◆ WORK INSTRUCTION: The answer must consist of every line below that contains the word "document".

◆ EXERCISE INPUTS:
——
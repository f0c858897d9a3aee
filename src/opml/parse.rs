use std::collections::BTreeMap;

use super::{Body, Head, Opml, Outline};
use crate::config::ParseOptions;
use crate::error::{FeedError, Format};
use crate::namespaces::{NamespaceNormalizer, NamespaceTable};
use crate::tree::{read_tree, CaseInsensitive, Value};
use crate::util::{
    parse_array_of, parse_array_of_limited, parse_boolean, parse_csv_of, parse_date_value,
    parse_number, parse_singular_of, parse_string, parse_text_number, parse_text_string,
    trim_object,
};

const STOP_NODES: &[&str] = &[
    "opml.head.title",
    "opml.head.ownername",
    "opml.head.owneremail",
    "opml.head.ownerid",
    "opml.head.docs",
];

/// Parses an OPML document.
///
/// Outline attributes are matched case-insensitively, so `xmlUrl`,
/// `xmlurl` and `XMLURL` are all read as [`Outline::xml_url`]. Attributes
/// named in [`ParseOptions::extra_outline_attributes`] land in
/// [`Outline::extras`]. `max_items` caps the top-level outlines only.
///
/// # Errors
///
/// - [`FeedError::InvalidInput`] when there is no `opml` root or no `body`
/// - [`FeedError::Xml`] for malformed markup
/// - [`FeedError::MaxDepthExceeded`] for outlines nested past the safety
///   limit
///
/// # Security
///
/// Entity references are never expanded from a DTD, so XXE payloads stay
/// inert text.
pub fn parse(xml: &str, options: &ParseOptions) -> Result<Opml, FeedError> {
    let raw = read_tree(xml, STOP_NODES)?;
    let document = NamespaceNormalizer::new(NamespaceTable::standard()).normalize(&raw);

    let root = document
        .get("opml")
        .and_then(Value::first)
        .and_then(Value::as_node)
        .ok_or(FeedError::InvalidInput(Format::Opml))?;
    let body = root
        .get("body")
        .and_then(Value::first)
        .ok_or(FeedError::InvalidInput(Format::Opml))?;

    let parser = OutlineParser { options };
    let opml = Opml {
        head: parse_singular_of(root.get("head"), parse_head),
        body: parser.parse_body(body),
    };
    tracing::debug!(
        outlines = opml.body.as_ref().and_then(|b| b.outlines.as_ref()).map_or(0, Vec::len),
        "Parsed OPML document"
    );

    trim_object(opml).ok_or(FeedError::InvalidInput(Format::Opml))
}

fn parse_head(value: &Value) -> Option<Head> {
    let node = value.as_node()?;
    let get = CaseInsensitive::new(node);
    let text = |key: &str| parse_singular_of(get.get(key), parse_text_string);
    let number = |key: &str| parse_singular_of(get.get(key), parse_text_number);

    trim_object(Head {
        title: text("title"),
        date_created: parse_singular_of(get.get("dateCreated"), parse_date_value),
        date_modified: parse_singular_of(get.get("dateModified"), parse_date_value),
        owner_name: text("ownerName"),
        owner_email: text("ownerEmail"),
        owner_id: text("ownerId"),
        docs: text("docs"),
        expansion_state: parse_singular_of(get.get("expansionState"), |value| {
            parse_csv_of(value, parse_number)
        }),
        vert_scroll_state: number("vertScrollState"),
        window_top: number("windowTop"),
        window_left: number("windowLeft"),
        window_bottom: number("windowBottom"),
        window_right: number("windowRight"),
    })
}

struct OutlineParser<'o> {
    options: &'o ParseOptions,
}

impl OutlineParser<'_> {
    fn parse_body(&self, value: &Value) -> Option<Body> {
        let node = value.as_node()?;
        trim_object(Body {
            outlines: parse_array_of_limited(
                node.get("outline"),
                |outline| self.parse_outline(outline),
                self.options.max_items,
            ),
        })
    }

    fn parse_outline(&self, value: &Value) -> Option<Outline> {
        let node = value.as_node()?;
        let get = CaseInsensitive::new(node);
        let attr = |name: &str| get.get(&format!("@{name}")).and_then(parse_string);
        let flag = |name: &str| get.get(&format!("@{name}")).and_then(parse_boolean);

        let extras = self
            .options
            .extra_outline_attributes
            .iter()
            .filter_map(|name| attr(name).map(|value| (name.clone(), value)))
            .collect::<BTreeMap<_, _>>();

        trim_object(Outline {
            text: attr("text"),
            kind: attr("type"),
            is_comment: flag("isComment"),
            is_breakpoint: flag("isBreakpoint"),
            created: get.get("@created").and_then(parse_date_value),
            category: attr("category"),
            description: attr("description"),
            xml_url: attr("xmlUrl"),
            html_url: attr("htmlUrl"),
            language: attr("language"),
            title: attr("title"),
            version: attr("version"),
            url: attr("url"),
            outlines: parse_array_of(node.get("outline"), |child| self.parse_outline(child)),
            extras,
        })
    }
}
——
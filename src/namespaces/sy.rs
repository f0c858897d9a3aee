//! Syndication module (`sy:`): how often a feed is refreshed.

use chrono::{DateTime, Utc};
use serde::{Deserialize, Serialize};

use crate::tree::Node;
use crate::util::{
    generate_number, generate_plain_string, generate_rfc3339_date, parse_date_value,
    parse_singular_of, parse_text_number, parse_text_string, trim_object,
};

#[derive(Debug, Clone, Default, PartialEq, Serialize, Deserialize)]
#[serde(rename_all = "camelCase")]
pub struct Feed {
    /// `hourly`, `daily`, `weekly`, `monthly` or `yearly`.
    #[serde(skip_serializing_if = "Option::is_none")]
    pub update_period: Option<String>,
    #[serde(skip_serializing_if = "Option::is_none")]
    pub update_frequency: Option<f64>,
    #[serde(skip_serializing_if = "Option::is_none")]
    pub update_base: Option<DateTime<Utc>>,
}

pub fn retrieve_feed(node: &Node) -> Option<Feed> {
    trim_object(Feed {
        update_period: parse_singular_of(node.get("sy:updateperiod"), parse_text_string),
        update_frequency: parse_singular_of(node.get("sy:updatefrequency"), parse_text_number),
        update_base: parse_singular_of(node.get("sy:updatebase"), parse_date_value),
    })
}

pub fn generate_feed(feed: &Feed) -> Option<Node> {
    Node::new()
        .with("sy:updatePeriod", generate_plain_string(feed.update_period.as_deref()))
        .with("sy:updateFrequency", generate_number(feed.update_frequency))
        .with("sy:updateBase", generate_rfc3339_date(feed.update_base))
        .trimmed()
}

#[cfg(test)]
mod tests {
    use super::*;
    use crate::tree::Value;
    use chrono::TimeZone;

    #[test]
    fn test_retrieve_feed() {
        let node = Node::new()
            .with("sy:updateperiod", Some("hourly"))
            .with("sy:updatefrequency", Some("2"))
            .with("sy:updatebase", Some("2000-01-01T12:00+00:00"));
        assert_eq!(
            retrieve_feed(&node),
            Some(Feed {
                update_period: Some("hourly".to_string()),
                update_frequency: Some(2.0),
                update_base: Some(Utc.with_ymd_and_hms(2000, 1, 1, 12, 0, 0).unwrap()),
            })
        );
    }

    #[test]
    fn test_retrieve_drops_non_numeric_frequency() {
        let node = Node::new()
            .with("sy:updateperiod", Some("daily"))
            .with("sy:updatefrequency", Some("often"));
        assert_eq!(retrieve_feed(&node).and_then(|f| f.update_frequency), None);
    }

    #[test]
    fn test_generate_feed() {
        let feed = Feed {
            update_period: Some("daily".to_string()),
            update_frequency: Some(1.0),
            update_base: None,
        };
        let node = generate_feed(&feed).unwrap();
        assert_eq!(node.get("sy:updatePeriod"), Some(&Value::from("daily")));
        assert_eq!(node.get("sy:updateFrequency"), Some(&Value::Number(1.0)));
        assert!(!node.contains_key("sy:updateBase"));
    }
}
——
◆ TASK ANSWER:
/// Parses an OPML document.
    let document = NamespaceNormalizer::new(NamespaceTable::standard()).normalize(&raw);
    let root = document
        "Parsed OPML document"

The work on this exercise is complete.